Jersey vets the Bouncing Souls were around when cheerful pop punk was an antagonistic sound in the scene, and their rakish pep was a perfect foil to Alkaline Trio, the emos emeritus, whose goth iconography and noirish lyrics informed many younger Bamboozle bands. But there was a whiff of resentment between the old guard and new. Face to Face’s Trever Keith ended his set thus, “This concludes the punk rock portion of the event. Now the boys can put on their sisters’ jeans and poof up their hair.” Plenty of bands here played faster and angrier than Face to Face (and unlike Keith have never had a major-label record deal), so what were his criteria for measuring punkness?

Of Saturday’s players, Paramore’s Hayley Williams has the best possibility of long-term stardom, in part because her gender makes her stand out. Her Pat Benatar-sized voice carried her band through KROQ standards “Misery Business” and “Pressure” with military precision (and an occasional backflip).

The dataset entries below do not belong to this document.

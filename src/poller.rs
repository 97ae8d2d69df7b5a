//! Periodic acquisition task.
//!
//! One named thread calls [`InverterDriver::poll`] at a fixed cadence. A cycle
//! in which nothing could be read is followed by an extra cool-down, without
//! shifting the cadence: the next deadline stays where it was, so the first
//! tick after a cool-down may come early or immediately.

use std::sync::Arc;
use std::sync::mpsc::{self, Receiver, RecvTimeoutError, Sender};
use std::thread::{self, JoinHandle};
use std::time::{Duration, Instant};

use fugit::MillisDurationU32;
use log::{error, info, warn};

use crate::config::DriverConfig;
use crate::driver::InverterDriver;
use crate::error::InitError;
use crate::transport::DirectionControl;

/// Extra wait after a cycle in which no register was read.
pub const COOL_DOWN: MillisDurationU32 = MillisDurationU32::millis(5000);

const THREAD_NAME: &str = "inverter-poll";

/// Handle to a running poll thread.
///
/// Dropping the handle also ends the task at its next wait point.
pub struct PollerHandle {
    driver: Arc<InverterDriver>,
    stop: Sender<()>,
    thread: JoinHandle<()>,
}

impl PollerHandle {
    /// The driver being polled, for snapshot readers and control writes.
    pub fn driver(&self) -> &Arc<InverterDriver> {
        &self.driver
    }

    pub fn is_running(&self) -> bool {
        !self.thread.is_finished()
    }

    /// End the task and wait for it. A cycle in progress is finished first.
    pub fn stop(self) {
        let _ = self.stop.send(());
        if self.thread.join().is_err() {
            error!("Poll thread panicked");
        }
    }
}

/// Bring up the driver described by `config` and start polling it.
///
/// If the driver cannot be brought up no thread is started.
pub fn start(
    config: &DriverConfig,
    direction: Option<DirectionControl>,
) -> Result<PollerHandle, InitError> {
    let driver = InverterDriver::begin(config, direction).inspect_err(|err| {
        error!("Inverter init failed, acquisition not started: {err}");
    })?;
    spawn(Arc::new(driver))
}

/// Start polling an already running driver at its configured interval.
pub fn spawn(driver: Arc<InverterDriver>) -> Result<PollerHandle, InitError> {
    spawn_with_cool_down(driver, COOL_DOWN)
}

fn spawn_with_cool_down(
    driver: Arc<InverterDriver>,
    cool_down: MillisDurationU32,
) -> Result<PollerHandle, InitError> {
    let (stop, stop_rx) = mpsc::channel();
    let task_driver = driver.clone();
    let thread = thread::Builder::new()
        .name(THREAD_NAME.into())
        .spawn(move || run(&task_driver, cool_down, &stop_rx))
        .map_err(InitError::Spawn)?;
    Ok(PollerHandle {
        driver,
        stop,
        thread,
    })
}

fn run(driver: &InverterDriver, cool_down: MillisDurationU32, stop: &Receiver<()>) {
    let period = to_duration(driver.poll_interval());
    info!(
        "Inverter poll task started, {} every {} ms",
        driver.profile_name(),
        period.as_millis()
    );

    let mut next_deadline = Instant::now();
    loop {
        if !driver.poll() {
            warn!("Poll cycle failed, cooling down {} ms", cool_down.to_millis());
            if wait(stop, to_duration(cool_down)) {
                break;
            }
        }

        next_deadline += period;
        if wait(stop, next_deadline.saturating_duration_since(Instant::now())) {
            break;
        }
    }
    info!("Inverter poll task stopped");
}

/// Sleep for `timeout`, returning early with `true` if the task should stop.
fn wait(stop: &Receiver<()>, timeout: Duration) -> bool {
    match stop.recv_timeout(timeout) {
        Err(RecvTimeoutError::Timeout) => false,
        Ok(()) | Err(RecvTimeoutError::Disconnected) => true,
    }
}

fn to_duration(duration: MillisDurationU32) -> Duration {
    Duration::from_millis(duration.to_millis() as u64)
}
//! The capability shared by the serial and network transports.

use crate::error::Result;
use crate::frame::Registers;

/// Drives the RS485 transceiver direction. Called with `true` right before a
/// request is transmitted and with `false` once it has fully drained.
pub type DirectionControl = Box<dyn FnMut(bool) + Send>;

/// A link to the inverter able to read holding registers and write single registers.
///
/// Implementations are not required to be usable from more than one thread at
/// once; the driver serializes every call.
pub trait Transport: Send {
    /// Bring the link up. Calling it while already connected is a no-op.
    fn connect(&mut self) -> Result<()>;

    fn disconnect(&mut self);

    fn is_connected(&self) -> bool;

    /// Read `count` consecutive 16 bit registers starting at `address`.
    fn read_holding_registers(&mut self, unit_id: u8, address: u16, count: u8)
    -> Result<Registers>;

    fn write_single_register(&mut self, unit_id: u8, address: u16, value: u16) -> Result<()>;
}

//! This module contains the inverter snapshot and the value types decoded into it.

use fugit::TimerInstantU64;
use strum_macros::{EnumIter, IntoStaticStr};

use crate::profile::RegisterTarget;

/// Millisecond timestamp from the driver's [`Clock`](crate::clock::Clock).
pub type Timestamp = TimerInstantU64<1000>;

/// The latest decoded inverter values plus freshness metadata.
///
/// Only the driver's poll cycle writes it. Readers get copies through
/// [`InverterDriver::snapshot_copy`](crate::driver::InverterDriver::snapshot_copy).
#[derive(Debug, Clone, Copy, PartialEq, Eq, Default)]
pub struct InverterSnapshot {
    /// W, positive = import from the grid.
    pub grid_power_w: i32,
    pub pv_power_w: i32,
    /// W, positive = discharge.
    pub battery_power_w: i32,
    pub load_power_w: i32,
    /// 0-100 %.
    pub state_of_charge: u16,
    /// 0-100 %.
    pub state_of_health: u16,
    pub status: u16,
    pub operation_flags: u32,
    pub pv_energy_today_wh: u32,
    pub grid_energy_today_wh: u32,
    pub sold_energy_today_wh: u32,

    /// Whether the values can be trusted.
    pub valid: bool,
    /// When the last cycle with at least one successful read finished.
    pub last_update: Option<Timestamp>,
    /// Failed registers in the last cycle that had at least one success.
    pub last_cycle_partial_failures: u16,
    /// Back-to-back cycles in which no register could be read.
    pub consecutive_failed_cycles: u16,
}

impl InverterSnapshot {
    /// Store a scaled register value into the field selected by `target`.
    ///
    /// Values are narrowed to the field width the same way the inverter's own
    /// register types would be.
    pub fn apply(&mut self, target: RegisterTarget, scaled: i64) {
        use RegisterTarget as T;
        match target {
            T::GridPower => self.grid_power_w = scaled as i32,
            T::PvPower => self.pv_power_w = scaled as i32,
            T::BatteryPower => self.battery_power_w = scaled as i32,
            T::LoadPower => self.load_power_w = scaled as i32,
            T::StateOfCharge => self.state_of_charge = scaled as u16,
            T::StateOfHealth => self.state_of_health = scaled as u16,
            T::Status => self.status = scaled as u16,
            T::OperationFlags => self.operation_flags = scaled as u32,
            T::PvEnergyToday => self.pv_energy_today_wh = scaled as u32,
            T::GridEnergyToday => self.grid_energy_today_wh = scaled as u32,
            T::SoldEnergyToday => self.sold_energy_today_wh = scaled as u32,
            T::Ignore => {}
        }
    }

    /// Interpret the raw status code.
    pub fn inverter_status(&self) -> Option<InverterStatus> {
        InverterStatus::try_from(self.status).ok()
    }
}

/// Known inverter status codes.
#[derive(Debug, EnumIter, IntoStaticStr, PartialEq, Eq, Clone, Copy)]
#[repr(u16)]
pub enum InverterStatus {
    Waiting = 0,
    OnGrid = 2,
    Fault = 3,
    OffGrid = 5,
}

impl TryFrom<u16> for InverterStatus {
    type Error = u16;

    fn try_from(value: u16) -> Result<Self, Self::Error> {
        match value {
            0 => Ok(Self::Waiting),
            2 => Ok(Self::OnGrid),
            3 => Ok(Self::Fault),
            5 => Ok(Self::OffGrid),
            other => Err(other),
        }
    }
}

/// Values accepted by the work-mode control register.
#[derive(Debug, EnumIter, PartialEq, Eq, Clone, Copy)]
#[repr(u16)]
pub enum WorkMode {
    /// EMS AC control mode.
    AcControl = 0x0301,
    /// EMS battery control mode.
    BatteryControl = 0x0303,
}

impl From<WorkMode> for u16 {
    fn from(value: WorkMode) -> Self {
        value as u16
    }
}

Paramore is touring with Jimmy Eat World, which no doubt found its own rabid reception at Bamboozle bewildering. The veteran band is great at twitchy, precision-cut singles such as “The Middle,” but the crowd equally swooned for ragged tunes off “Clarity.” To see the bands side by side proved that, despite Pete Wentz’s assertion that the scene is an arms race, the groups with the sharpest tunes or riveting charisma usually still win. Headliners All American Rejects had neither, but their smarmy stadium emo underscored the tricky relationship between pop punk’s scruffy past and world-conquering present. Sometimes, the old dudes can help them navigate it.